A visual simulation of what could have been. You can tell it didn’t actually happen because I wouldn’t be caught dead in a top hat.

The fact that I’m not engaged or married to a bunch of hot celebrities didn’t stop me from going to my ten-year reunion. Did I show them? Were they sorry? Hells no. But I had a fabulous time. I’m pleased to report that I didn’t see any “pathetic drugged-out losers” and everyone seemed to be relatively successful and happy with life. We had doctors, lawyers, teachers, employees of Silicon Valley tech firms (even some in very impressive positions), and everything in between. I’m not one of those people who wallows in the pain of others, so to see everyone—from the meanest high school bitch, to the dorkiest nerd (besides me)—thriving after the recession made me feel all warm and tingly. Almost as if Ewan McGregor were singing Come What May to me instead of to stupid Nicole Kidman.

And the high school clicks were forgotten at the reunion; all of our petty reasons for hating each other were pushed aside because we were now adults.

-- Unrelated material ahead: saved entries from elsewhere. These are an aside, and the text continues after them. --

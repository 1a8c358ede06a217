use crate::core::value::Value;
use bigdecimal::BigDecimal;
use chrono::{NaiveDate, NaiveDateTime};
use lazy_static::lazy_static;
use serde::{Deserialize, Serialize};
use std::{collections::HashMap, fmt, str::FromStr};

/// Logical column type shared by result columns and filter declarations.
#[derive(Debug, Clone, Copy, Serialize, Deserialize, PartialEq, Eq, Hash)]
pub enum DataType {
    Int,
    Float,
    Decimal,
    String,
    Boolean,
    Date,
    Timestamp,
    Bytes,
    Null,
}

lazy_static! {
    static ref MYSQL_TYPE_MAP: HashMap<&'static str, DataType> = build_mysql_type_map();
    static ref POSTGRES_TYPE_MAP: HashMap<&'static str, DataType> = build_postgres_type_map();
}

impl DataType {
    pub fn from_mysql_type(type_name: &str) -> Option<Self> {
        MYSQL_TYPE_MAP
            .get(Self::normalize_type_name(type_name).as_str())
            .copied()
    }

    pub fn from_postgres_type(type_name: &str) -> Option<Self> {
        POSTGRES_TYPE_MAP
            .get(Self::normalize_type_name(type_name).as_str())
            .copied()
    }

    /// SQLite column affinity rules applied to a declared type name.
    pub fn from_sqlite_decl(decl: &str) -> Self {
        let decl = decl.to_ascii_uppercase();
        if decl.contains("INT") {
            DataType::Int
        } else if decl.contains("CHAR") || decl.contains("CLOB") || decl.contains("TEXT") {
            DataType::String
        } else if decl.contains("BLOB") || decl.is_empty() {
            DataType::Bytes
        } else if decl.contains("REAL") || decl.contains("FLOA") || decl.contains("DOUB") {
            DataType::Float
        } else if decl.contains("DATETIME") || decl.contains("TIMESTAMP") {
            DataType::Timestamp
        } else if decl.contains("DATE") {
            DataType::Date
        } else if decl.contains("BOOL") {
            DataType::Boolean
        } else {
            DataType::Decimal
        }
    }

    /// Converts raw user input into a typed value.
    ///
    /// Returns `None` when the text cannot represent a value of this type.
    pub fn parse_value(&self, raw: &str) -> Option<Value> {
        match self {
            DataType::Int => raw.parse::<i64>().ok().map(Value::Int),
            DataType::Float => raw
                .parse::<f64>()
                .ok()
                .filter(|v| v.is_finite())
                .map(Value::Float),
            DataType::Decimal => BigDecimal::from_str(raw).ok().map(Value::Decimal),
            DataType::String => Some(Value::String(raw.to_string())),
            DataType::Boolean => match raw.to_ascii_lowercase().as_str() {
                "true" | "1" | "yes" => Some(Value::Boolean(true)),
                "false" | "0" | "no" => Some(Value::Boolean(false)),
                _ => None,
            },
            DataType::Date => NaiveDate::parse_from_str(raw, "%Y-%m-%d")
                .ok()
                .map(Value::Date),
            DataType::Timestamp => NaiveDateTime::parse_from_str(raw, "%Y-%m-%d %H:%M:%S")
                .or_else(|_| NaiveDateTime::parse_from_str(raw, "%Y-%m-%dT%H:%M:%S"))
                .ok()
                .map(Value::Timestamp),
            DataType::Bytes | DataType::Null => None,
        }
    }

    fn normalize_type_name(type_name: &str) -> String {
        let lower = type_name.trim().to_ascii_lowercase();
        match lower.find('(') {
            Some(idx) => lower[..idx].trim().to_string(),
            None => lower,
        }
    }
}

impl fmt::Display for DataType {
    fn fmt(&self, f: &mut fmt::Formatter<'_>) -> fmt::Result {
        let name = match self {
            DataType::Int => "int",
            DataType::Float => "float",
            DataType::Decimal => "decimal",
            DataType::String => "string",
            DataType::Boolean => "boolean",
            DataType::Date => "date",
            DataType::Timestamp => "timestamp",
            DataType::Bytes => "bytes",
            DataType::Null => "null",
        };
        f.write_str(name)
    }
}

fn build_mysql_type_map() -> HashMap<&'static str, DataType> {
    HashMap::from([
        ("tinyint", DataType::Int),
        ("smallint", DataType::Int),
        ("mediumint", DataType::Int),
        ("int", DataType::Int),
        ("integer", DataType::Int),
        ("bigint", DataType::Int),
        ("year", DataType::Int),
        ("float", DataType::Float),
        ("double", DataType::Float),
        ("decimal", DataType::Decimal),
        ("newdecimal", DataType::Decimal),
        ("char", DataType::String),
        ("varchar", DataType::String),
        ("text", DataType::String),
        ("tinytext", DataType::String),
        ("mediumtext", DataType::String),
        ("longtext", DataType::String),
        ("enum", DataType::String),
        ("set", DataType::String),
        ("json", DataType::String),
        ("bit", DataType::Boolean),
        ("date", DataType::Date),
        ("datetime", DataType::Timestamp),
        ("timestamp", DataType::Timestamp),
        ("blob", DataType::Bytes),
        ("tinyblob", DataType::Bytes),
        ("mediumblob", DataType::Bytes),
        ("longblob", DataType::Bytes),
        ("binary", DataType::Bytes),
        ("varbinary", DataType::Bytes),
        ("null", DataType::Null),
    ])
}

fn build_postgres_type_map() -> HashMap<&'static str, DataType> {
    HashMap::from([
        ("int2", DataType::Int),
        ("int4", DataType::Int),
        ("int8", DataType::Int),
        ("smallint", DataType::Int),
        ("integer", DataType::Int),
        ("bigint", DataType::Int),
        ("float4", DataType::Float),
        ("float8", DataType::Float),
        ("real", DataType::Float),
        ("double precision", DataType::Float),
        ("numeric", DataType::Decimal),
        ("decimal", DataType::Decimal),
        ("text", DataType::String),
        ("varchar", DataType::String),
        ("bpchar", DataType::String),
        ("name", DataType::String),
        ("character varying", DataType::String),
        ("bool", DataType::Boolean),
        ("boolean", DataType::Boolean),
        ("date", DataType::Date),
        ("timestamp", DataType::Timestamp),
        ("timestamptz", DataType::Timestamp),
        ("bytea", DataType::Bytes),
    ])
}

#[cfg(test)]
mod tests {
    use super::*;

    #[test]
    fn test_type_name_lookup() {
        assert_eq!(DataType::from_mysql_type("VARCHAR(255)"), Some(DataType::String));
        assert_eq!(DataType::from_mysql_type("newdecimal"), Some(DataType::Decimal));
        assert_eq!(DataType::from_postgres_type("int8"), Some(DataType::Int));
        assert_eq!(DataType::from_postgres_type("numeric"), Some(DataType::Decimal));
        assert_eq!(DataType::from_postgres_type("tsvector"), None);
    }

    #[test]
    fn test_sqlite_affinity() {
        assert_eq!(DataType::from_sqlite_decl("INTEGER"), DataType::Int);
        assert_eq!(DataType::from_sqlite_decl("VARCHAR(45)"), DataType::String);
        assert_eq!(DataType::from_sqlite_decl("DATE"), DataType::Date);
        assert_eq!(DataType::from_sqlite_decl("REAL"), DataType::Float);
        assert_eq!(DataType::from_sqlite_decl(""), DataType::Bytes);
    }

    #[test]
    fn test_parse_value() {
        assert_eq!(DataType::Int.parse_value("12"), Some(Value::Int(12)));
        assert_eq!(DataType::Int.parse_value("twelve"), None);
        assert_eq!(
            DataType::String.parse_value("Chicago"),
            Some(Value::String("Chicago".into()))
        );
        assert_eq!(
            DataType::Date.parse_value("2025-02-28"),
            Some(Value::Date(NaiveDate::from_ymd_opt(2025, 2, 28).unwrap()))
        );
        assert_eq!(DataType::Date.parse_value("2025-02-30"), None);
        assert_eq!(DataType::Float.parse_value("NaN"), None);
        assert_eq!(DataType::Boolean.parse_value("YES"), Some(Value::Boolean(true)));
    }
}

We were finally mature. I had known many of these people since I was in kindergarten (some even longer than that!), during a time when we would all play with each other. And then middle school screwed up our content ignorance and the hatred for everyone and everything bubbled up, finally exploding into a miserable passion. Seeing these people at the high school reunion sent us back in time to elementary school when we all got along and loved each other. Because who cares if Kathleen Carson copied you in seventh grade by purchasing the same bubble jacket from the Gap AND the same silver ball-chain chocker from the Delia’s catalog?Who cares if Amy Waring stole your favorite purple sparkly Jelly Roll pen in eighth grade? Who cares if you made your best friend sit on some seagull crap during lunch in sixth grade as an honest joke? (okay, that one was a little sucky; I’m sorry!)

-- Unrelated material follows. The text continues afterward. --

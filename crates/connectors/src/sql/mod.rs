pub mod base;
pub mod mysql;
pub mod postgres;
pub mod sqlite;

1341-EW-FallonThe concept of high school reunions was always mystifying to me. This was a landmark event in my life that I had used as a specific day in my distant future when I’d have everything all figured out. I had to! What would my high school classmates think if I was some sort of loser? (hint: they wouldn’t give a shit) I had to shape up or… or… I don’t even know. Not going wasn’t an option. So as my high school reunion approached, I started to wonder what you, my past self, would have thought about my future self. Would you have been satisfied? Or would you have forbade me from attending the reunion in complete and utter mortification? Sure, I’m not married to Jimmy Fallon (a major F- on that one), but I am happily married to my college sweetheart. Sure, I don’t live in a mansion in Tiburon overlooking the Bay, but I own nice house in the East Bay Hills. And sure, I’m not a supermodel international spy daylighting as an employee for the Department of Homeland Security, but I have a steady and thriving career as an environmental consultant. I can tell that you’re a little disappointed with my domestic life, but ultimately I know that you’re happy since your husband is 6-foot-4.

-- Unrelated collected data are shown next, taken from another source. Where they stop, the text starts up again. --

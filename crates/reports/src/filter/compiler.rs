use crate::{
    catalog::query::ReportQuery,
    error::ReportError,
    filter::{keys, spec::FilterSpec},
};
use model::core::value::Value;
use planner::query::ast::{
    expr::{BinaryOperator, Expr, Ident},
    select::Select,
};

/// Longest filter value accepted, in characters.
pub const MAX_VALUE_LEN: usize = 256;

/// One `column <op> $param` comparison. `param` indexes
/// [`CompiledPredicate::params`].
#[derive(Debug, Clone, PartialEq)]
pub struct Predicate {
    pub column: Ident,
    pub op: BinaryOperator,
    pub param: usize,
}

/// Validated filters for one report, ready to be merged into its `WHERE`.
/// Only [`FilterCompiler`] builds one, so every `param` index is in range.
#[derive(Debug, Clone, Default, PartialEq)]
pub struct CompiledPredicate {
    predicates: Vec<Predicate>,
    params: Vec<Value>,
}

impl CompiledPredicate {
    pub fn predicates(&self) -> &[Predicate] {
        &self.predicates
    }

    pub fn params(&self) -> &[Value] {
        &self.params
    }

    pub fn is_empty(&self) -> bool {
        self.predicates.is_empty()
    }

    fn push(&mut self, column: Ident, value: Value) {
        self.predicates.push(Predicate {
            column,
            op: BinaryOperator::Eq,
            param: self.params.len(),
        });
        self.params.push(value);
    }

    /// The predicates as one conjunction. Values stay as `Expr::Value` so the
    /// renderer binds them as parameters.
    pub fn condition(&self) -> Option<Expr> {
        Expr::conjunction(self.predicates.iter().filter_map(|p| {
            let value = self.params.get(p.param)?;
            Some(Expr::binary(
                Expr::Identifier(p.column.clone()),
                p.op,
                Expr::Value(value.clone()),
            ))
        }))
    }

    /// Returns `select` with the predicates ANDed after its own condition.
    pub fn apply(&self, select: &Select) -> Select {
        let mut composed = select.clone();
        if let Some(condition) = self.condition() {
            composed.and_where(condition);
        }
        composed
    }
}

pub struct FilterCompiler;

impl FilterCompiler {
    /// Checks every filter against the report and types its value.
    ///
    /// Unknown keys fail whatever their value. A known filter the report does
    /// not declare is accepted only when set to "no filter", since callers
    /// send all four dropdowns for every report.
    ///
    /// Predicates follow the report's declared filter order, independent of
    /// the order the caller supplied them in.
    pub fn compile(report: &ReportQuery, spec: &FilterSpec) -> Result<CompiledPredicate, ReportError> {
        for key in spec.keys() {
            if keys::lookup(key).is_none() {
                return Err(ReportError::invalid_filter(
                    key,
                    format!("unknown filter (expected one of: {})", keys::keys().join(", ")),
                ));
            }
        }
        for (key, _) in spec.active() {
            if report.filter(key).is_none() {
                return Err(ReportError::invalid_filter(
                    key,
                    format!("not available for report '{}'", report.name()),
                ));
            }
        }

        let mut compiled = CompiledPredicate::default();
        for filter in report.filters() {
            let Some((_, raw)) = spec.active().find(|(key, _)| *key == filter.key) else {
                continue;
            };

            check_text(filter.key, raw)?;
            let value = filter.data_type.parse_value(raw).ok_or_else(|| {
                ReportError::invalid_filter(filter.key, format!("'{raw}' is not a valid {}", filter.data_type))
            })?;

            compiled.push(
                Ident {
                    qualifier: Some(filter.qualifier.to_string()),
                    name: filter.column.to_string(),
                },
                value,
            );
        }

        Ok(compiled)
    }
}

fn check_text(key: &str, raw: &str) -> Result<(), ReportError> {
    if raw.chars().count() > MAX_VALUE_LEN {
        return Err(ReportError::invalid_filter(
            key,
            format!("value longer than {MAX_VALUE_LEN} characters"),
        ));
    }
    if raw.chars().any(char::is_control) {
        return Err(ReportError::invalid_filter(key, "value contains control characters"));
    }
    Ok(())
}

#[cfg(test)]
mod tests {
    use super::*;
    use crate::catalog::{ReportCatalog, definitions};
    use planner::query::{dialect::Postgres, renderer::render_sql};

    fn report(name: &str) -> ReportQuery {
        ReportCatalog::global().unwrap().get(name).unwrap().clone()
    }

    #[test]
    fn test_predicates_follow_declared_order() {
        let report = report(definitions::TOTAL_CLAIMS_PER_PROVIDER);
        let spec = FilterSpec::new()
            .with("claim_status", Some("Completed"))
            .with("city", Some("Austin"))
            .with("meal_type", Some("(All)"));

        let compiled = FilterCompiler::compile(&report, &spec).unwrap();

        let columns: Vec<_> = compiled
            .predicates()
            .iter()
            .map(|p| (p.column.qualifier.clone().unwrap(), p.column.name.clone(), p.param))
            .collect();
        assert_eq!(
            columns,
            vec![
                ("p".to_string(), "city".to_string(), 0),
                ("c".to_string(), "status".to_string(), 1)
            ]
        );
        assert_eq!(compiled.params(), &[Value::from("Austin"), Value::from("Completed")]);
    }

    #[test]
    fn test_undeclared_key_is_rejected() {
        let report = report(definitions::TOP_CITIES_BY_PROVIDERS);
        let spec = FilterSpec::new().with("city", Some("Chicago"));

        let err = FilterCompiler::compile(&report, &spec).unwrap_err();
        assert!(matches!(err, ReportError::InvalidFilter { ref key, .. } if key == "city"));

        let unknown = FilterSpec::new().with("donor", Some("x"));
        let err = FilterCompiler::compile(&report, &unknown).unwrap_err();
        assert!(err.to_string().contains("unknown filter"));
    }

    #[test]
    fn test_sentinel_on_undeclared_key_is_ignored() {
        let report = report(definitions::TOP_CITIES_BY_PROVIDERS);
        let spec = FilterSpec::new().with("city", Some("(All)"));

        let compiled = FilterCompiler::compile(&report, &spec).unwrap();
        assert!(compiled.is_empty());
        assert!(compiled.params().is_empty());

        let blank = FilterSpec::new().with("city", Some(""));
        assert!(FilterCompiler::compile(&report, &blank).unwrap().is_empty());
    }

    #[test]
    fn test_unknown_key_rejected_even_without_value() {
        let report = report(definitions::TOP_CITIES_BY_PROVIDERS);

        for selection in [Some("(All)"), Some(""), None] {
            let spec = FilterSpec::new().with("citty", selection);
            let err = FilterCompiler::compile(&report, &spec).unwrap_err();
            assert!(matches!(err, ReportError::InvalidFilter { ref key, .. } if key == "citty"));
            assert!(err.to_string().contains("unknown filter"));
        }
    }

    #[test]
    fn test_value_limits() {
        let report = report(definitions::CLAIMS_BY_STATUS);

        let long = "x".repeat(MAX_VALUE_LEN + 1);
        let spec = FilterSpec::new().with("claim_status", Some(&long));
        assert!(FilterCompiler::compile(&report, &spec).is_err());

        let exact = "x".repeat(MAX_VALUE_LEN);
        let spec = FilterSpec::new().with("claim_status", Some(&exact));
        assert!(FilterCompiler::compile(&report, &spec).is_ok());

        let spec = FilterSpec::new().with("claim_status", Some("Pend\u{0}ing"));
        assert!(FilterCompiler::compile(&report, &spec).is_err());
    }

    #[test]
    fn test_applied_filters_follow_base_condition() {
        let report = report(definitions::EXPIRED_LISTINGS);
        let spec = FilterSpec::new().with("city", Some("x' OR '1'='1"));

        let compiled = FilterCompiler::compile(&report, &spec).unwrap();
        let (sql, params) = render_sql(&compiled.apply(report.select()), &Postgres);

        assert_eq!(
            sql,
            concat!(
                r#"SELECT "f"."food_name", "f"."expiry_date", "p"."name" AS "provider_name" "#,
                r#"FROM "food_listings" AS "f" "#,
                r#"INNER JOIN "providers" AS "p" ON ("f"."provider_id" = "p"."provider_id") "#,
                r#"WHERE (("f"."expiry_date" < CURRENT_DATE) AND ("p"."city" = $1))"#
            )
        );
        assert!(!sql.contains("OR '1'"));
        assert_eq!(params, vec![Value::from("x' OR '1'='1")]);
    }

    #[test]
    fn test_every_predicate_indexes_a_bound_value() {
        let report = report(definitions::TOTAL_CLAIMS_PER_PROVIDER);
        let spec = FilterSpec::new()
            .with("city", Some("Austin"))
            .with("meal_type", Some("Dinner"));

        let compiled = FilterCompiler::compile(&report, &spec).unwrap();
        assert_eq!(compiled.predicates().len(), compiled.params().len());
        for predicate in compiled.predicates() {
            assert!(predicate.param < compiled.params().len());
        }

        let (sql, params) = render_sql(&compiled.apply(report.select()), &Postgres);
        assert!(sql.contains("$2"));
        assert_eq!(params, vec![Value::from("Austin"), Value::from("Dinner")]);

        assert!(CompiledPredicate::default().condition().is_none());
    }
}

Since, you, my 18-year-old self can’t time travel to the future and tell me your feelings (probably with lots of whining and bitching), I figured out different ways release my weird obsession with high school reunions and talking to my past self. This blog, for one, is a way to have a monologue with teenaged Kirsten, even though I know you aren’t listening (typical!). I’ve also written a young adult manuscript about a 17-year-old who falls asleep under the aurora borealis and finds herself thrust into her own future. And surprise! She happens to have landed on the day of her ten-year high school reunion. As she pieces together her life—which involves supermodels, secret government agencies, and a sexy finance who’s 6-foot-4 (sound familiar?)—she realizes that she’s scared of the person she’s become. So although I might not quite be living our dreams (let’s be honest: thank god!), I’ve found a creative outlet to live it in my head.

Almost as good as the real thing (says the mental patient at the local loony-bin).

Love,

You

HS Reunion 4-001

Real photo from my high school reunion. I’m in the back and look like I’m photo-shopped in. But I promise, this is an unaltered photo.